Follow the lead of the piano-playing chickens to teach an old dog new tricks
I was head-down in the middle of a hugely productive day of work this week when my tween came running into the home office with an excited, “Hey, Dad!”
I turned around with a big smile — a smile that immediately dropped.
“You got another letter from the AARP!”
Few things bring the boy as much glee as confirmation that his old man really is… well, an old man. And ever since I explained what that steady stream of junk mail from the AARP means, he never misses an opportunity to hand me the latest envelope from the organization with a laugh.
I tell him I’m way too young to be getting those letters, but then later I’ll accidentally undo all my arguments with some reminiscence from my youth that, to him at least, sounds like lines from a history book.

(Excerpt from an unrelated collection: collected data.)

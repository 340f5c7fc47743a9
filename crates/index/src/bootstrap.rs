//! Startup bootstrap — hydrate the metadata cache before the indexes
//! serve their first snapshot.
//!
//! In `metadata` mode each spec is started once (scheduler `acquire`),
//! its three catalogs are listed and written to the cache, and the
//! instance is released so idle reaping can quiesce the pool again.
//! In `disabled` mode nothing is prefetched and indexes serve empty
//! until the first caller wakes a downstream.

use std::collections::HashMap;
use std::sync::Arc;
use std::time::Duration;

use futures_util::StreamExt;
use mcpv_domain::config::{BootstrapMode, ServerSpec};
use mcpv_domain::{Error, SpecKey};
use mcpv_proto::mcp::methods;
use mcpv_runtime::probe::{steps, DiagnosticsProbe, Phase};
use mcpv_runtime::{MetadataCache, Scheduler};

/// Bootstrap tuning taken from the runtime config.
#[derive(Debug, Clone, Copy)]
pub struct BootstrapSettings {
    pub mode: BootstrapMode,
    pub concurrency: usize,
    pub timeout: Duration,
}

/// Outcome summary, mostly for startup logging.
#[derive(Debug, Default, Clone, Copy, PartialEq, Eq)]
pub struct BootstrapReport {
    pub succeeded: usize,
    pub failed: usize,
    pub skipped: usize,
}

/// Run the bootstrap preflight over every enabled spec.
pub async fn run(
    scheduler: &Arc<Scheduler>,
    cache: &Arc<MetadataCache>,
    probe: &Arc<DiagnosticsProbe>,
    specs: &HashMap<SpecKey, Arc<ServerSpec>>,
    settings: BootstrapSettings,
) -> BootstrapReport {
    if settings.mode == BootstrapMode::Disabled {
        tracing::info!("bootstrap disabled, indexes start empty");
        return BootstrapReport {
            skipped: specs.len(),
            ..Default::default()
        };
    }

    let targets: Vec<(SpecKey, Arc<ServerSpec>)> = specs
        .iter()
        .filter(|(_, s)| !s.disabled)
        .map(|(k, s)| (k.clone(), s.clone()))
        .collect();
    let skipped = specs.len() - targets.len();

    let results: Vec<bool> = futures_util::stream::iter(targets)
        .map(|(spec_key, spec)| async move {
            let result = tokio::time::timeout(
                settings.timeout,
                bootstrap_spec(scheduler, cache, &spec_key, &spec),
            )
            .await
            .unwrap_or(Err(Error::DeadlineExceeded { op: "bootstrap" }));

            match result {
                Ok(()) => {
                    probe.record(
                        &spec_key,
                        &spec.name,
                        "bootstrap",
                        steps::SNAPSHOT_DONE,
                        Phase::Exit,
                        None,
                        None,
                        None,
                    );
                    true
                }
                Err(e) => {
                    probe.record(
                        &spec_key,
                        &spec.name,
                        "bootstrap",
                        steps::SNAPSHOT_DONE,
                        Phase::Error,
                        None,
                        Some(&e.to_string()),
                        None,
                    );
                    tracing::warn!(
                        server = %spec.name,
                        spec_key = %spec_key.short(),
                        error = %e,
                        "bootstrap fetch failed"
                    );
                    false
                }
            }
        })
        .buffer_unordered(settings.concurrency.max(1))
        .collect()
        .await;

    let succeeded = results.iter().filter(|ok| **ok).count();
    let report = BootstrapReport {
        succeeded,
        failed: results.len() - succeeded,
        skipped,
    };
    tracing::info!(
        succeeded = report.succeeded,
        failed = report.failed,
        skipped = report.skipped,
        "bootstrap complete"
    );
    report
}

/// Bootstrap one spec: acquire, list all three catalogs, cache, release.
async fn bootstrap_spec(
    scheduler: &Arc<Scheduler>,
    cache: &Arc<MetadataCache>,
    spec_key: &SpecKey,
    spec: &Arc<ServerSpec>,
) -> mcpv_domain::Result<()> {
    let instance = scheduler.acquire(spec_key, None).await?;
    let result = async {
        let tools = instance.conn.call(methods::TOOLS_LIST, None).await?;
        let parsed: mcpv_proto::mcp::ToolsListResult = serde_json::from_value(tools)?;
        cache.upsert_tools(spec_key, parsed.tools);

        // Servers without resource/prompt capability answer with
        // method-not-found; an empty set is recorded either way.
        match instance.conn.call(methods::RESOURCES_LIST, None).await {
            Ok(value) => {
                let parsed: mcpv_proto::mcp::ResourcesListResult =
                    serde_json::from_value(value)?;
                cache.upsert_resources(spec_key, parsed.resources);
            }
            Err(Error::Protocol { .. }) => cache.upsert_resources(spec_key, Vec::new()),
            Err(e) => return Err(e),
        }
        match instance.conn.call(methods::PROMPTS_LIST, None).await {
            Ok(value) => {
                let parsed: mcpv_proto::mcp::PromptsListResult = serde_json::from_value(value)?;
                cache.upsert_prompts(spec_key, parsed.prompts);
            }
            Err(Error::Protocol { .. }) => cache.upsert_prompts(spec_key, Vec::new()),
            Err(e) => return Err(e),
        }
        Ok(())
    }
    .await;
    // Release even on failure so idle reap can clean up.
    scheduler.release(&instance);
    tracing::debug!(server = %spec.name, "bootstrap fetch finished");
    result
}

My latest memory ran so counter to everything the boy knows about the world — from how we treat animals to what passes for entertainment — that I’m pretty sure he thought I was pulling his leg.
“When I was a kid, there was a place at the town carnival where you could drop a quarter into a slot and a chicken would play the piano.”
When I turned to Google to prove that I wasn’t making it up, I fell down a rabbit hole of videos showing that the piano player was just one of a variety of performing chickens the carnival could have landed. Some of them played tic-tac-toe when a quarter slid down the slot, and others would dance.
Even a kid could see that the piano-playing chickens had no idea what they were doing. They just waited for the machinery behind their cage to drop seed onto the piano keys in the right order and then happened to plink out notes as they pecked up the food.
But you had to hand it to them, they got the job of playing the piano done despite not understanding a single thing about music.
Every once in a while, I can relate.
I wasn’t much better than those chickens back in my early 20s, when I looked around the kitchen of my first apartment knowing that I had almost no cooking experience. But if a bird could hammer out a tune by being given one simple step at a time, surely a young man could follow a recipe line by line and come out the other side with something edible.
The old carnival came to mind again last year when I took on a new project at work, something that regularly plunged me deep into a long file of computer code. Some of the code had stopped working right, and became my job to fix it even though it was just about as incomprehensible to me as sheet music would have been to those piano-playing chickens.
No problem. I just took careful notes in training and then followed the instructions line by line, changing bits of broken code I didn’t understand to bits of working code I didn’t understand.
And you know what? Something surprising happens every time I take that approach.
After I’ve blindly followed step-by-step instructions through a baffling job enough times, I look up one day and realize that I actually understand how to do it on my own. I can cook a good meal from scratch with no recipe now, and I’ve worked out enough of the computer code by now to fix what I need without leaning too much on the notes I took in training.
I may be the old dog that my kid sees me as, but that doesn’t stop me from picking up new tricks — not as long as I follow the lesson of the piano-playing chickens.